*** Opening PROVIDED INFORMATION ***
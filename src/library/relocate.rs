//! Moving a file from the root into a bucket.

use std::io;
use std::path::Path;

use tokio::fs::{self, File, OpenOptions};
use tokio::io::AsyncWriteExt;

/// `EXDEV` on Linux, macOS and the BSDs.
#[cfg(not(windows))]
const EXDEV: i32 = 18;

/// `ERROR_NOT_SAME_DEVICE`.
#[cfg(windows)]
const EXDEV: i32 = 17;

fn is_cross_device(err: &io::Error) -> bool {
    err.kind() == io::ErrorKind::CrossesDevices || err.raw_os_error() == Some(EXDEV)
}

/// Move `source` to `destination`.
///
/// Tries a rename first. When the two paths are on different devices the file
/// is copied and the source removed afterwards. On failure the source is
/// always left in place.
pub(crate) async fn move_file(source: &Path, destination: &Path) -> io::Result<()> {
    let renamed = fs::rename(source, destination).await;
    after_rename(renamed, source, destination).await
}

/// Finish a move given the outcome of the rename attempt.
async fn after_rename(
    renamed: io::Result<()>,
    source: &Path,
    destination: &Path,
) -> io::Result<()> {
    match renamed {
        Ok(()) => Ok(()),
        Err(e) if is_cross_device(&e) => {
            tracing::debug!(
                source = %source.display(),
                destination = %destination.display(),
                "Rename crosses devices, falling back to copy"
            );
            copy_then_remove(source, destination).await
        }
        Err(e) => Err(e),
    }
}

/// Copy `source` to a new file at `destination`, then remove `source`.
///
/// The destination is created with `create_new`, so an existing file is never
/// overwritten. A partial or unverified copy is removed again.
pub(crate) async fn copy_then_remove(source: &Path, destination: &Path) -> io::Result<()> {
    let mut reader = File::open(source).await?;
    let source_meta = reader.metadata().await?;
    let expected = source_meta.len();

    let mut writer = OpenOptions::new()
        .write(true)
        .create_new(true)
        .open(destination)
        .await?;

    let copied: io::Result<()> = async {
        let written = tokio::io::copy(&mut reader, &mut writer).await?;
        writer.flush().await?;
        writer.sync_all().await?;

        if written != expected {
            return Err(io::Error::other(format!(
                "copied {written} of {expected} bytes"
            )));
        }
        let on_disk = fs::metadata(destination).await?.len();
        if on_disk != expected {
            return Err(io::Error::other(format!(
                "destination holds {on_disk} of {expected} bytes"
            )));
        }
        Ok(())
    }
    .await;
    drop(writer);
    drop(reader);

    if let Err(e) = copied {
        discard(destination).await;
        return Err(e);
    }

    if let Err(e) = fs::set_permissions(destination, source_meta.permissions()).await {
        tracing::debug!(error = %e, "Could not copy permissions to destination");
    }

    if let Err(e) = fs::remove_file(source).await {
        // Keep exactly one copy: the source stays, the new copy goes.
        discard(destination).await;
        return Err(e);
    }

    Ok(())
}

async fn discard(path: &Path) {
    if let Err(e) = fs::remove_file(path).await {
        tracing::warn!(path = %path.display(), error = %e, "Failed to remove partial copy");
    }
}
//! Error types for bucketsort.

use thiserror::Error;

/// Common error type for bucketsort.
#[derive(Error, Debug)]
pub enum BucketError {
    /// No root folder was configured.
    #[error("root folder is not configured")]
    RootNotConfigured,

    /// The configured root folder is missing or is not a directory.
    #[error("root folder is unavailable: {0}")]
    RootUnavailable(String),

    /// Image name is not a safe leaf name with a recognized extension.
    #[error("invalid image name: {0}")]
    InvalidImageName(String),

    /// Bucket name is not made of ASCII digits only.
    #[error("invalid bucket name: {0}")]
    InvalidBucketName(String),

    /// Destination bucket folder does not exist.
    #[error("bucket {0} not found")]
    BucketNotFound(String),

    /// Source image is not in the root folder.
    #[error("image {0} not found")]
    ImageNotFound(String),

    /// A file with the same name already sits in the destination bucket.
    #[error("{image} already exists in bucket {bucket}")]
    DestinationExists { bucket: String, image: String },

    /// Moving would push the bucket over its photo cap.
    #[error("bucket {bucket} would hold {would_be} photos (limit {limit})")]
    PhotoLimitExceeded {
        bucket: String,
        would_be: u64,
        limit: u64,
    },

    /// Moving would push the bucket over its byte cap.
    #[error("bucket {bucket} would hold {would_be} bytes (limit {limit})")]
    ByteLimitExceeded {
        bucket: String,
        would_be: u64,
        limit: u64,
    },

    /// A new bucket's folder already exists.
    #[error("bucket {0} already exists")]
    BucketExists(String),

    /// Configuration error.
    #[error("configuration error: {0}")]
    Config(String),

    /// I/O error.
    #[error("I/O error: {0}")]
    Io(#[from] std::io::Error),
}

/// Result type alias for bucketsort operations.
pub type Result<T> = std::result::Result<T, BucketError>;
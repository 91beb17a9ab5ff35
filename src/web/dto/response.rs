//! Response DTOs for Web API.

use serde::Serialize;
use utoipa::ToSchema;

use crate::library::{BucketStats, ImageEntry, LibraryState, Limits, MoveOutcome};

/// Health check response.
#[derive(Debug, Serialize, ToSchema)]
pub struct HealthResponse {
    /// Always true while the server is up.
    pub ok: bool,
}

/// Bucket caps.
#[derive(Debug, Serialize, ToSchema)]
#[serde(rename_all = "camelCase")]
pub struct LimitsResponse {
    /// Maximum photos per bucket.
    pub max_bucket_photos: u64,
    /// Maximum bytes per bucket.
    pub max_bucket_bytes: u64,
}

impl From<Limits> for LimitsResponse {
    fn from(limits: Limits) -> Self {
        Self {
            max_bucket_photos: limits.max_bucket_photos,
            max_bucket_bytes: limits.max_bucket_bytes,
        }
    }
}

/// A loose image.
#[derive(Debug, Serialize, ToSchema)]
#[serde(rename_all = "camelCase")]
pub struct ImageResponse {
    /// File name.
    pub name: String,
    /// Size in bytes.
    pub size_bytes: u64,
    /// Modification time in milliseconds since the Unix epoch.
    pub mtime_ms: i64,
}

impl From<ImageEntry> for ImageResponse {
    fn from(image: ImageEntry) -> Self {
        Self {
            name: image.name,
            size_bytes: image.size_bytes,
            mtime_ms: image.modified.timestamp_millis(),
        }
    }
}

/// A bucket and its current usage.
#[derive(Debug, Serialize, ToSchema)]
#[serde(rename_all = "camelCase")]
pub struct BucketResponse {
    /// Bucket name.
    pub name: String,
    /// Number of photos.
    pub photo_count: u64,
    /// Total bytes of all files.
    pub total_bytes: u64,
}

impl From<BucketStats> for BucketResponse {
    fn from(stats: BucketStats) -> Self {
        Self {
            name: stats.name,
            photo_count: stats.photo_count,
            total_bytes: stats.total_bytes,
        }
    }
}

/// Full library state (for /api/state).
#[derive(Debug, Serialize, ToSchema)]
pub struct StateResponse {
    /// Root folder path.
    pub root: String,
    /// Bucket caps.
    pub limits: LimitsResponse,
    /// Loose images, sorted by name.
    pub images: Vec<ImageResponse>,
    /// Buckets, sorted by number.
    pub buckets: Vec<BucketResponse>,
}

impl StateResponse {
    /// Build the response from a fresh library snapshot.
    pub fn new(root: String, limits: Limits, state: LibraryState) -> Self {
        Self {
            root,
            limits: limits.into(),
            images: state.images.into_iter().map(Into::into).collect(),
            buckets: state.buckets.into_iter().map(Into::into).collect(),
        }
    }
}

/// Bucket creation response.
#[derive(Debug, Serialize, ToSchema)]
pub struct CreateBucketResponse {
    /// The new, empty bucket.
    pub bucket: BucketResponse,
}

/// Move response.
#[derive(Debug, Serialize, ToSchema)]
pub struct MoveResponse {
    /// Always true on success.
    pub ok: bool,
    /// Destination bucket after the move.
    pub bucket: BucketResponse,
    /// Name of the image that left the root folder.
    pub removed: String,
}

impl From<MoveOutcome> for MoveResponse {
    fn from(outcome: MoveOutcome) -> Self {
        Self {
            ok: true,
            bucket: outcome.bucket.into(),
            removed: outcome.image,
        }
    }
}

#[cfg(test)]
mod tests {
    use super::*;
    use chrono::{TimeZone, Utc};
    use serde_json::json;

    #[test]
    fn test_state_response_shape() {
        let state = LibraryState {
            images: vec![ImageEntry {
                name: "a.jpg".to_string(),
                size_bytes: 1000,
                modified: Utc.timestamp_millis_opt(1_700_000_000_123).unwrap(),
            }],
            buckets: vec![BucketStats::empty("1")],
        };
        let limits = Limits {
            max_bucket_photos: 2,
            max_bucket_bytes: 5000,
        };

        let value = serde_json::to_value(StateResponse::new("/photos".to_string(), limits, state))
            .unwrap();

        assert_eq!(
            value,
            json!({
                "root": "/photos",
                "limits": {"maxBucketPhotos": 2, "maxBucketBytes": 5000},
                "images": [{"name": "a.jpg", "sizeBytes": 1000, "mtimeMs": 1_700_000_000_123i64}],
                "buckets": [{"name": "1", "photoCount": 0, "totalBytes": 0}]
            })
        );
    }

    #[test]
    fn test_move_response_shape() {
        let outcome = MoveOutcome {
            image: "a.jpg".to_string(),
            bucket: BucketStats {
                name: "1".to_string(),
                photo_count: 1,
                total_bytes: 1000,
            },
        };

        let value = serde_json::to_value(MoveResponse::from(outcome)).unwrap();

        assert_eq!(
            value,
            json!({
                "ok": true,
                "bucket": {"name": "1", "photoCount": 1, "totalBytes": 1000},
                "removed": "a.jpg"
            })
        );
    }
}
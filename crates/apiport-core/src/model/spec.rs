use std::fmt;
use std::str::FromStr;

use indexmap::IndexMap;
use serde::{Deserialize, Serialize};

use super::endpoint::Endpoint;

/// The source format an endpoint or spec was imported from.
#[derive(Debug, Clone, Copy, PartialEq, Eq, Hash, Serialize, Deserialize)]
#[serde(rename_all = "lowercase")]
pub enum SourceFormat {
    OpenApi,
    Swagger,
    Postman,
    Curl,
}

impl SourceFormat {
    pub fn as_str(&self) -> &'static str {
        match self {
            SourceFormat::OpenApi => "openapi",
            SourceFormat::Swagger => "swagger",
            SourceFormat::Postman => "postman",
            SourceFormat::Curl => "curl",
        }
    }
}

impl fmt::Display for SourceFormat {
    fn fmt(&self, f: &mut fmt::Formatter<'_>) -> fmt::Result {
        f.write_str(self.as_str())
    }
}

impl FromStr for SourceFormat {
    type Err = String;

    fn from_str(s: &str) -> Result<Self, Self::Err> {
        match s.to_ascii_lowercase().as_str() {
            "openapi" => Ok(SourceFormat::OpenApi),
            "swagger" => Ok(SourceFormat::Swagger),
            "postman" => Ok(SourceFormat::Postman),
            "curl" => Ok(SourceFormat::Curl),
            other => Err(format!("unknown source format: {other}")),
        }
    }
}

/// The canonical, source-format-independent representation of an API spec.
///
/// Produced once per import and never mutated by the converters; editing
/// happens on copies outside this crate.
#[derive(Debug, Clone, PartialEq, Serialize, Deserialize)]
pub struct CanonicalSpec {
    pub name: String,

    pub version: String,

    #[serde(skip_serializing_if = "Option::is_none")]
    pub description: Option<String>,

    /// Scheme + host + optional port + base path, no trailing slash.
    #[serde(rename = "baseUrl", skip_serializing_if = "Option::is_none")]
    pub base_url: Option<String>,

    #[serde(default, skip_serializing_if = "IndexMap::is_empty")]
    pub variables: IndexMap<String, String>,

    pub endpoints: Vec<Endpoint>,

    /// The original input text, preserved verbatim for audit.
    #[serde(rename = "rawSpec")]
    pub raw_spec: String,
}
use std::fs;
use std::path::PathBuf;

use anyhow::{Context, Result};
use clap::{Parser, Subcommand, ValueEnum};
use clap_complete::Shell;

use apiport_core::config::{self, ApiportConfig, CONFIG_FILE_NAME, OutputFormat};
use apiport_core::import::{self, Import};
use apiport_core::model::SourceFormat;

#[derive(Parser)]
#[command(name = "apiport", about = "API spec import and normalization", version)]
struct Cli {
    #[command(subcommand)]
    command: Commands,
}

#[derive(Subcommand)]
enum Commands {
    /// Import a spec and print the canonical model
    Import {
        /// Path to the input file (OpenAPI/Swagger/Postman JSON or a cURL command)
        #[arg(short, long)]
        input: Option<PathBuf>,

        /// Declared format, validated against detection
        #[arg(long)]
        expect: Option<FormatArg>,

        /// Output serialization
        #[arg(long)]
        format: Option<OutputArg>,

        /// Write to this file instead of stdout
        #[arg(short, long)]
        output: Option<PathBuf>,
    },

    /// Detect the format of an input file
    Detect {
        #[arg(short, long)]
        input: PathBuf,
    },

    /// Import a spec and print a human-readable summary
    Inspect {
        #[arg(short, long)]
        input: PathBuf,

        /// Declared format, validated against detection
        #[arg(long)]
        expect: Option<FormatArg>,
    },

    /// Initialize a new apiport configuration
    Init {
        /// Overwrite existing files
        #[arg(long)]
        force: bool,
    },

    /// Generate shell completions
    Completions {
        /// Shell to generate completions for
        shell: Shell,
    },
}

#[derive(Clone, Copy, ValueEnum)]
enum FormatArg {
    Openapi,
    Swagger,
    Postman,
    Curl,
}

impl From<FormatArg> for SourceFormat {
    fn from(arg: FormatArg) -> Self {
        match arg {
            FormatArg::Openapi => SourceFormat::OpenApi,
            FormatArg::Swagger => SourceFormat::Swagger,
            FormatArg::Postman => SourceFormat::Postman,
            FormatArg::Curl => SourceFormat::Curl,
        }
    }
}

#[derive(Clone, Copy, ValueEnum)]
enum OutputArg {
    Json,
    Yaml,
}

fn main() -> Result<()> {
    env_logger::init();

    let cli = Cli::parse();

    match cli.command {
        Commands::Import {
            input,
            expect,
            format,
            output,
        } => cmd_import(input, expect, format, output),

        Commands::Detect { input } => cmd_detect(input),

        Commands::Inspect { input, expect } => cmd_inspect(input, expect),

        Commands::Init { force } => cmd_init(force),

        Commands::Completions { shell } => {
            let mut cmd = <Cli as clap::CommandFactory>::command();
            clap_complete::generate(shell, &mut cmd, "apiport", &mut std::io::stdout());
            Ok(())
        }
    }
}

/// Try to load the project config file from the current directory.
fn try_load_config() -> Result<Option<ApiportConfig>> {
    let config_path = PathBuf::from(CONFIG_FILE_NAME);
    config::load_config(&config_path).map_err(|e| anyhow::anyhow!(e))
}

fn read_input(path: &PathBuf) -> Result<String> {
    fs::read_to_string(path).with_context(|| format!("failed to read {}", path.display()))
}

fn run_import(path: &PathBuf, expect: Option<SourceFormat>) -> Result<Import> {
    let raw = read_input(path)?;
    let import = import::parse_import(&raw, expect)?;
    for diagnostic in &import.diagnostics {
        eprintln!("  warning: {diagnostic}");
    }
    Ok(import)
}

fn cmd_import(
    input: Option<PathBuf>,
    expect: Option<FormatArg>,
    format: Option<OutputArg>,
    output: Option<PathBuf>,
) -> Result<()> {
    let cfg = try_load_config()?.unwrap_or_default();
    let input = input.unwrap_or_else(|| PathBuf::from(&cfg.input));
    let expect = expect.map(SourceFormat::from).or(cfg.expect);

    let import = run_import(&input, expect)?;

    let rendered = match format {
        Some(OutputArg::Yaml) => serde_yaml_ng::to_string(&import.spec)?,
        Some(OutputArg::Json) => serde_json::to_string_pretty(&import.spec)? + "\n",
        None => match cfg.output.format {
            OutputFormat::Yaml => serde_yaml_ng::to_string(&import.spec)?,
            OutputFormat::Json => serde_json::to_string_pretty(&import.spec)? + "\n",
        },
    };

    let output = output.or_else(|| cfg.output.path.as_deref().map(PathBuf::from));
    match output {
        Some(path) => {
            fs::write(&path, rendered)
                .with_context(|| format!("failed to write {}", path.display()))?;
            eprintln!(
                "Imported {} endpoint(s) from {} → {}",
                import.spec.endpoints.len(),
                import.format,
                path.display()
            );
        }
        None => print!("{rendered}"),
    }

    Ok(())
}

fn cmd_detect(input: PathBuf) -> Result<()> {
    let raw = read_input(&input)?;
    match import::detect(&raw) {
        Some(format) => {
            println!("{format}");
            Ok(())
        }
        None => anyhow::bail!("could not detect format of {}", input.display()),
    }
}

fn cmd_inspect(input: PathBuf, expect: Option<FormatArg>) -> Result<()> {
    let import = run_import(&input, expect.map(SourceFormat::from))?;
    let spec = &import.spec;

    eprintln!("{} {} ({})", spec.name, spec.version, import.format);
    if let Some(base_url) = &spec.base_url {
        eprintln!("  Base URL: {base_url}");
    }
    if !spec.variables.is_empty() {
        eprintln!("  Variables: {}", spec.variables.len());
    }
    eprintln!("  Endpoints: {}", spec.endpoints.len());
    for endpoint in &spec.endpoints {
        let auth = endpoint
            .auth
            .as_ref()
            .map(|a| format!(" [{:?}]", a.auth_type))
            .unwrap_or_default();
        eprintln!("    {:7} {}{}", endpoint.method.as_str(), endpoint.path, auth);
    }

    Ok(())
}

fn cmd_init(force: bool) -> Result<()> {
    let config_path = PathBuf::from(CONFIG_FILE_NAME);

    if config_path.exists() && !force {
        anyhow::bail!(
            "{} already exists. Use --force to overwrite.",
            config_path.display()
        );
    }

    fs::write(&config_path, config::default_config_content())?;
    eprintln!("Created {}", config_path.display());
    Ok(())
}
*** Closing PROVIDED INFORMATION ***
WHAT THE EXERCISE ASKS.
Look through the data above and return exactly the lines from the one that contains "fn read_input(path: &PathBuf)" to the one that contains "let cfg = try_load_config()?.unwrap_or_default();", inclusive, with nothing else.

RESULT BELOW.
fn read_input(path: &PathBuf) -> Result<String> {
    fs::read_to_string(path).with_context(|| format!("failed to read {}", path.display()))
}

fn run_import(path: &PathBuf, expect: Option<SourceFormat>) -> Result<Import> {
    let raw = read_input(path)?;
    let import = import::parse_import(&raw, expect)?;
    for diagnostic in &import.diagnostics {
        eprintln!("  warning: {diagnostic}");
    }
    Ok(import)
}

fn cmd_import(
    input: Option<PathBuf>,
    expect: Option<FormatArg>,
    format: Option<OutputArg>,
    output: Option<PathBuf>,
) -> Result<()> {
    let cfg = try_load_config()?.unwrap_or_default();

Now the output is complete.